Review: DON'T THINK TWICE is a Love Letter to Improv Comedy (L.A. Film Fest 2016)

Eddie Murphy. Will Ferrell. Bill Murray. The list of supremely talented improvisers who’ve made it big in Hollywood is extensive, but no one has ever made a movie that takes the audience inside the subculture of modern improv and investigates the often complicated relationships between its comedians. Mike Birbiglia has changed that with his sophomore directorial feature Don’t Think Twice, a love letter to the art form that also functions as an exploration of creativity, loyalty, and maturation.

Birbiglia plays Miles, the founding member of an NYC-based improv troupe called The Commune that performs regularly in a local comedy club. He auditioned for Weekend Live (the film’s stand-in for Saturday Night Live) over a decade ago and didn’t get the job, but like all of the improvisers in The Commune, he’s still harboring dreams of getting hired there. The rest of the group includes a lanky and talented former student of Miles’ named Jack (Keegan-Michael Key); Jack’s girlfriend Sam (Gillian Jacobs), who serves as host when they’re all on stage; an aspiring illustrator named Allison (Kate Micucci); Bill (Chris Gethard), who’s hoping for the acceptance of his father; and Lindsay (Tami Sagher), whose wealthy parents make her the odd woman out when it comes to living the life of a struggling artist like the rest of her colleagues.

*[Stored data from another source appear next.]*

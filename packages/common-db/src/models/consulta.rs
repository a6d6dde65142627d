use chrono::{DateTime, Duration, Utc};
use serde::{Deserialize, Serialize};
use uuid::Uuid;

/// Tipos de consulta oferecidos pela clínica
#[derive(Debug, Clone, Copy, PartialEq, Eq, Serialize, Deserialize, sqlx::Type)]
#[serde(rename_all = "snake_case")]
#[sqlx(rename_all = "snake_case")]
pub enum TipoConsulta {
    PrimeiraConsulta,
    Retorno,
    Exame,
}

impl std::fmt::Display for TipoConsulta {
    fn fmt(&self, f: &mut std::fmt::Formatter<'_>) -> std::fmt::Result {
        match self {
            TipoConsulta::PrimeiraConsulta => write!(f, "primeira_consulta"),
            TipoConsulta::Retorno => write!(f, "retorno"),
            TipoConsulta::Exame => write!(f, "exame"),
        }
    }
}

/// Status possíveis de uma consulta
#[derive(Debug, Clone, Copy, PartialEq, Eq, Serialize, Deserialize, sqlx::Type)]
#[serde(rename_all = "snake_case")]
#[sqlx(rename_all = "snake_case")]
pub enum StatusConsulta {
    /// Agendamento inicial, pendente de confirmação
    Agendada,
    /// Confirmada pelo paciente
    Confirmada,
    /// Consulta concluída
    Realizada,
    /// Cancelada
    Cancelada,
}

impl StatusConsulta {
    /// Status que ocupam a agenda do médico para fins de conflito de horário
    pub fn ocupa_agenda(&self) -> bool {
        matches!(self, StatusConsulta::Agendada | StatusConsulta::Confirmada)
    }
}

impl std::fmt::Display for StatusConsulta {
    fn fmt(&self, f: &mut std::fmt::Formatter<'_>) -> std::fmt::Result {
        match self {
            StatusConsulta::Agendada => write!(f, "agendada"),
            StatusConsulta::Confirmada => write!(f, "confirmada"),
            StatusConsulta::Realizada => write!(f, "realizada"),
            StatusConsulta::Cancelada => write!(f, "cancelada"),
        }
    }
}

/// Consulta agendada entre paciente e médico
#[derive(Debug, Clone, Serialize, Deserialize, sqlx::FromRow)]
pub struct Consulta {
    pub id: Uuid,
    pub paciente_id: Uuid,
    pub medico_id: Uuid,
    pub data_hora: DateTime<Utc>,
    pub duracao_minutos: i64,
    pub tipo: TipoConsulta,
    pub status: StatusConsulta,
    pub observacoes: Option<String>,
    pub created_at: DateTime<Utc>,
    pub updated_at: Option<DateTime<Utc>>,
}

impl Consulta {
    /// Fim do intervalo ocupado pela consulta (intervalo semiaberto)
    pub fn data_hora_fim(&self) -> DateTime<Utc> {
        self.data_hora + Duration::minutes(self.duracao_minutos)
    }
}

#[cfg(test)]
mod tests {
    use super::*;

    #[test]
    fn test_status_ocupa_agenda() {
        assert!(StatusConsulta::Agendada.ocupa_agenda());
        assert!(StatusConsulta::Confirmada.ocupa_agenda());
        assert!(!StatusConsulta::Realizada.ocupa_agenda());
        assert!(!StatusConsulta::Cancelada.ocupa_agenda());
    }

    #[test]
    fn test_tipo_serde() {
        let json = serde_json::to_string(&TipoConsulta::PrimeiraConsulta).unwrap();
        assert_eq!(json, "\"primeira_consulta\"");
    }
}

The film’s conflicts all dovetail around the same time: one of the group gets the big break they all wanted for themselves, Bill’s father suffers an accident, and the group’s beloved comedy club is slated to be shut down. All three events force them to snap into focus and figure out if continuing to do improv is a viable choice.

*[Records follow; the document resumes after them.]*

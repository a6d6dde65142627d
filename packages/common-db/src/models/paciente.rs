use chrono::{DateTime, NaiveDate, Utc};
use serde::{Deserialize, Serialize};
use uuid::Uuid;

/// Paciente da clínica
///
/// A exclusão é sempre lógica: o registro permanece com `ativo = false`
#[derive(Debug, Clone, Serialize, Deserialize, sqlx::FromRow)]
pub struct Paciente {
    pub id: Uuid,
    pub nome: String,
    /// CPF, único por paciente
    pub cpf: String,
    pub data_nascimento: NaiveDate,
    pub telefone: Option<String>,
    /// Número usado pelo serviço de lembretes via WhatsApp
    pub whatsapp: Option<String>,
    pub email: Option<String>,
    pub endereco: Option<String>,
    pub cidade: Option<String>,
    pub estado: Option<String>,
    pub cep: Option<String>,
    pub convenio: Option<String>,
    pub numero_carteirinha: Option<String>,
    pub ativo: bool,
    pub created_at: DateTime<Utc>,
    pub updated_at: Option<DateTime<Utc>>,
}
use chrono::{DateTime, Utc};
use serde::{Deserialize, Serialize};
use uuid::Uuid;

/// Papéis possíveis de um usuário do sistema
#[derive(Debug, Clone, Copy, PartialEq, Eq, Serialize, Deserialize, sqlx::Type)]
#[serde(rename_all = "snake_case")]
#[sqlx(rename_all = "snake_case")]
pub enum UserRole {
    Admin,
    Medico,
    Recepcionista,
}

impl std::fmt::Display for UserRole {
    fn fmt(&self, f: &mut std::fmt::Formatter<'_>) -> std::fmt::Result {
        match self {
            UserRole::Admin => write!(f, "admin"),
            UserRole::Medico => write!(f, "medico"),
            UserRole::Recepcionista => write!(f, "recepcionista"),
        }
    }
}

/// Usuário do sistema (admin, médico ou recepcionista)
#[derive(Debug, Clone, Serialize, Deserialize, sqlx::FromRow)]
pub struct User {
    pub id: Uuid,
    pub email: String,
    /// Hash argon2id da senha; nunca serializado em respostas
    #[serde(skip_serializing)]
    pub senha_hash: String,
    pub nome: String,
    pub role: UserRole,
    /// Registro no conselho de medicina, apenas para médicos
    pub crm: Option<String>,
    pub especialidade: Option<String>,
    pub ativo: bool,
    pub created_at: DateTime<Utc>,
    pub updated_at: Option<DateTime<Utc>>,
}

#[cfg(test)]
mod tests {
    use super::*;

    #[test]
    fn test_role_display() {
        assert_eq!(UserRole::Medico.to_string(), "medico");
        assert_eq!(UserRole::Recepcionista.to_string(), "recepcionista");
    }

    #[test]
    fn test_role_serde() {
        let json = serde_json::to_string(&UserRole::Admin).unwrap();
        assert_eq!(json, "\"admin\"");
        let role: UserRole = serde_json::from_str("\"medico\"").unwrap();
        assert_eq!(role, UserRole::Medico);
    }
}
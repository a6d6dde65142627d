//! Clinic API - Backend REST do sistema de gerenciamento de clínica médica
//!
//! Expõe a API versionada em `/api/v1` com autenticação JWT, cadastro de
//! pacientes e médicos, agendamento de consultas, prontuários, financeiro,
//! despesas, fila de lembretes de WhatsApp e dashboard.

pub mod agenda;
pub mod auth;
pub mod config;
pub mod error;
pub mod routes;
pub mod state;

pub use config::Config;
pub use routes::app;
pub use state::AppState;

While most of the big moments belong to Key, Jacobs, and Birbiglia (who are all solid), Gethard sort of sneaks up on you by bringing a quiet desperation to his performance that reminded me a little of Paul Leiberstein (Tobey) on The Office. He spends a lot of the film time grappling with his dad’s accident, but Bill delivers what may be the most moving lines in the whole movie when he explains how, in the outside world, he’s treated like he doesn’t exist, but he knows he’s part of something bigger (The Commune) that offers him transcendent moments on stage. But without improv, he says, he’s kind of a loser. That’s just one example of the sort of human moments Birbiglia captures here, and it’s indicative of the way he cuts to the soul of the internal clash between art and commerce. The movie is about improv comedy, but that’s just a framework for its larger points; anyone with any creative passion should be able to easily relate to the successes and failures in this movie, and even to the twinges of jealousy that come when a friend in the same field gets an opportunity you desperately wanted. 

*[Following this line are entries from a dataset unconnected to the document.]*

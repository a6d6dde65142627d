use chrono::{DateTime, Utc};
use serde::{Deserialize, Serialize};
use uuid::Uuid;

/// Prontuário médico de um atendimento
#[derive(Debug, Clone, Serialize, Deserialize, sqlx::FromRow)]
pub struct Prontuario {
    pub id: Uuid,
    pub paciente_id: Uuid,
    /// Consulta de origem, quando o registro nasce de um atendimento agendado
    pub consulta_id: Option<Uuid>,
    pub medico_id: Uuid,
    pub data: DateTime<Utc>,
    pub anamnese: Option<String>,
    pub diagnostico: Option<String>,
    pub prescricao: Option<String>,
    pub exames_solicitados: Option<String>,
    pub observacoes: Option<String>,
    pub created_at: DateTime<Utc>,
    pub updated_at: Option<DateTime<Utc>>,
}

Full of realism, humor, and brutal honesty, Don’t Think Twice isn’t afraid to tackle some of the hard truths about comedy, but it also isn’t a total downer; there’s a nice streak of optimism buried in all of this reality, and though Birbiglia is far from a flashy director, the authenticity and empathy with which he captures this previously unseen world is the movie’s best quality.